* **Problem details**: Whenever a line contains the string "Option", copy it out of the entries.
- - -
//! Operational map - hex cells with terrain, occupancy and combat slots
//!
//! The map is the single place that knows which combat (if any) is being
//! fought in a hex. Only combat creation and termination write that slot.

use serde::{Deserialize, Serialize};

use crate::core::types::{CombatId, DetachmentId, ForceId};
use crate::map::hex::HexCoord;
use crate::map::terrain::{EdgeCrossing, Terrain, TerrainModifiers};

/// Extra march time for crossing a river edge
pub const RIVER_CROSSING_MINUTES: f64 = 60.0;

/// Highest fortification level a hex can hold
pub const MAX_FORTIFICATION: f64 = 3.0;

/// Defensive value added per fortification level
const FORTIFICATION_STEP: f64 = 0.25;

/// A single hex on the operational map
#[derive(Debug, Clone, PartialEq, Default, Serialize, Deserialize)]
pub struct HexCell {
    pub terrain: Terrain,
    /// 0.0 (open) to MAX_FORTIFICATION (fortress)
    pub fortification: f64,
    /// Edges carrying a river, by [`HexDirection::bit`](crate::map::HexDirection::bit)
    pub river_edges: u8,
    /// Edges that are a landing beach
    pub coast_edges: u8,
    pub owner: Option<ForceId>,
    pub occupants: Vec<DetachmentId>,
    pub combat: Option<CombatId>,
}

impl HexCell {
    pub fn new(terrain: Terrain) -> Self {
        Self {
            terrain,
            ..Self::default()
        }
    }

    pub fn fortification_modifier(&self) -> f64 {
        1.0 + self.fortification.clamp(0.0, MAX_FORTIFICATION) * FORTIFICATION_STEP
    }
}

/// Rectangular axial map, q in 0..width and r in 0..height
#[derive(Debug, Clone, PartialEq, Serialize, Deserialize)]
pub struct HexMap {
    pub width: i32,
    pub height: i32,
    cells: Vec<HexCell>,
}

impl HexMap {
    /// Create an all-clear map
    pub fn new(width: i32, height: i32) -> Self {
        let count = (width.max(0) * height.max(0)) as usize;
        Self {
            width,
            height,
            cells: vec![HexCell::new(Terrain::Clear); count],
        }
    }

    /// Generate a simple map with varied terrain
    pub fn generate(width: i32, height: i32, seed: u64) -> Self {
        let mut map = Self::new(width, height);

        for q in 0..width {
            for r in 0..height {
                let hash = Self::simple_hash(q, r, seed);
                let terrain = match hash % 10 {
                    0..=4 => Terrain::Clear,
                    5 => Terrain::Forest,
                    6 => Terrain::Hills,
                    7 => Terrain::Marsh,
                    8 => Terrain::Urban,
                    _ => Terrain::Mountains,
                };
                if let Some(cell) = map.cell_mut(HexCoord::new(q, r)) {
                    cell.terrain = terrain;
                }
            }
        }

        map
    }

    fn simple_hash(q: i32, r: i32, seed: u64) -> u64 {
        let mut h = seed;
        h = h.wrapping_mul(31).wrapping_add(q as u64);
        h = h.wrapping_mul(31).wrapping_add(r as u64);
        h ^ (h >> 16)
    }

    fn index(&self, coord: HexCoord) -> Option<usize> {
        if coord.q < 0 || coord.r < 0 || coord.q >= self.width || coord.r >= self.height {
            return None;
        }
        Some((coord.q * self.height + coord.r) as usize)
    }

    /// Check if a coordinate is within the map bounds
    pub fn contains(&self, coord: HexCoord) -> bool {
        self.index(coord).is_some()
    }

    pub fn cell(&self, coord: HexCoord) -> Option<&HexCell> {
        self.index(coord).map(|i| &self.cells[i])
    }

    pub fn cell_mut(&mut self, coord: HexCoord) -> Option<&mut HexCell> {
        self.index(coord).map(move |i| &mut self.cells[i])
    }

    pub fn terrain(&self, coord: HexCoord) -> Option<Terrain> {
        self.cell(coord).map(|c| c.terrain)
    }

    pub fn set_terrain(&mut self, coord: HexCoord, terrain: Terrain) {
        if let Some(cell) = self.cell_mut(coord) {
            cell.terrain = terrain;
        }
    }

    pub fn set_fortification(&mut self, coord: HexCoord, level: f64) {
        if let Some(cell) = self.cell_mut(coord) {
            cell.fortification = level.clamp(0.0, MAX_FORTIFICATION);
        }
    }

    /// Mark the shared edge of two adjacent hexes as a river
    pub fn set_river(&mut self, a: HexCoord, b: HexCoord) {
        self.mark_edge(a, b, |cell, bit| cell.river_edges |= bit);
    }

    /// Mark the shared edge of two adjacent hexes as a landing beach
    pub fn set_coast(&mut self, a: HexCoord, b: HexCoord) {
        self.mark_edge(a, b, |cell, bit| cell.coast_edges |= bit);
    }

    fn mark_edge(&mut self, a: HexCoord, b: HexCoord, mark: impl Fn(&mut HexCell, u8)) {
        let Some(direction) = a.direction_to(&b) else {
            return;
        };
        if let Some(cell) = self.cell_mut(a) {
            mark(cell, direction.bit());
        }
        if let Some(cell) = self.cell_mut(b) {
            mark(cell, direction.opposite().bit());
        }
    }

    /// Classify the edge crossed moving from `from` into `to`
    pub fn crossing(&self, from: HexCoord, to: HexCoord) -> EdgeCrossing {
        let (Some(direction), Some(cell)) = (from.direction_to(&to), self.cell(from)) else {
            return EdgeCrossing::Plain;
        };
        if cell.coast_edges & direction.bit() != 0 {
            EdgeCrossing::Coast
        } else if cell.river_edges & direction.bit() != 0 {
            EdgeCrossing::River
        } else {
            EdgeCrossing::Plain
        }
    }

    /// March time for a single step, `None` if the step is impossible
    pub fn step_minutes(&self, from: HexCoord, to: HexCoord) -> Option<f64> {
        if !from.is_adjacent(&to) || !self.contains(from) {
            return None;
        }
        let base = self.terrain(to)?.movement_minutes()?;
        let extra = match self.crossing(from, to) {
            EdgeCrossing::Plain => 0.0,
            EdgeCrossing::River | EdgeCrossing::Coast => RIVER_CROSSING_MINUTES,
        };
        Some(base + extra)
    }

    pub fn is_passable(&self, coord: HexCoord) -> bool {
        self.terrain(coord).is_some_and(|t| t.is_passable())
    }

    /// In-bounds neighbors of a hex
    pub fn neighbors(&self, coord: HexCoord) -> Vec<HexCoord> {
        coord
            .neighbors()
            .into_iter()
            .filter(|n| self.contains(*n))
            .collect()
    }

    pub fn occupants(&self, coord: HexCoord) -> &[DetachmentId] {
        self.cell(coord).map(|c| c.occupants.as_slice()).unwrap_or(&[])
    }

    pub fn add_occupant(&mut self, coord: HexCoord, detachment: DetachmentId) {
        if let Some(cell) = self.cell_mut(coord) {
            if !cell.occupants.contains(&detachment) {
                cell.occupants.push(detachment);
            }
        }
    }

    pub fn remove_occupant(&mut self, coord: HexCoord, detachment: DetachmentId) {
        if let Some(cell) = self.cell_mut(coord) {
            cell.occupants.retain(|d| *d != detachment);
        }
    }

    /// The combat currently registered at a hex
    pub fn combat_at(&self, coord: HexCoord) -> Option<CombatId> {
        self.cell(coord).and_then(|c| c.combat)
    }

    pub fn set_combat(&mut self, coord: HexCoord, combat: Option<CombatId>) {
        if let Some(cell) = self.cell_mut(coord) {
            cell.combat = combat;
        }
    }

    /// Hand a hex to a new owner, knocking down part of its fortification
    pub fn capture(&mut self, coord: HexCoord, owner: ForceId, fortification_kept: f64) {
        if let Some(cell) = self.cell_mut(coord) {
            if cell.owner != Some(owner) {
                cell.owner = Some(owner);
                cell.fortification = (cell.fortification * fortification_kept).max(0.0);
            }
        }
    }

    /// Modifiers a combat caches for this hex
    pub fn modifiers(&self, coord: HexCoord) -> TerrainModifiers {
        match self.cell(coord) {
            Some(cell) => TerrainModifiers {
                defense: cell.terrain.defense(),
                density: cell.terrain.density(),
                rough_defense: cell.terrain.rough_defense(),
                fortification: cell.fortification_modifier(),
            },
            None => TerrainModifiers::default(),
        }
    }
}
- - -
* **Response to this exercise**:
    pub owner: Option<ForceId>,
    pub combat: Option<CombatId>,
    fn index(&self, coord: HexCoord) -> Option<usize> {
    pub fn cell(&self, coord: HexCoord) -> Option<&HexCell> {
    pub fn cell_mut(&mut self, coord: HexCoord) -> Option<&mut HexCell> {
    pub fn terrain(&self, coord: HexCoord) -> Option<Terrain> {
    pub fn step_minutes(&self, from: HexCoord, to: HexCoord) -> Option<f64> {
    pub fn combat_at(&self, coord: HexCoord) -> Option<CombatId> {
    pub fn set_combat(&mut self, coord: HexCoord, combat: Option<CombatId>) {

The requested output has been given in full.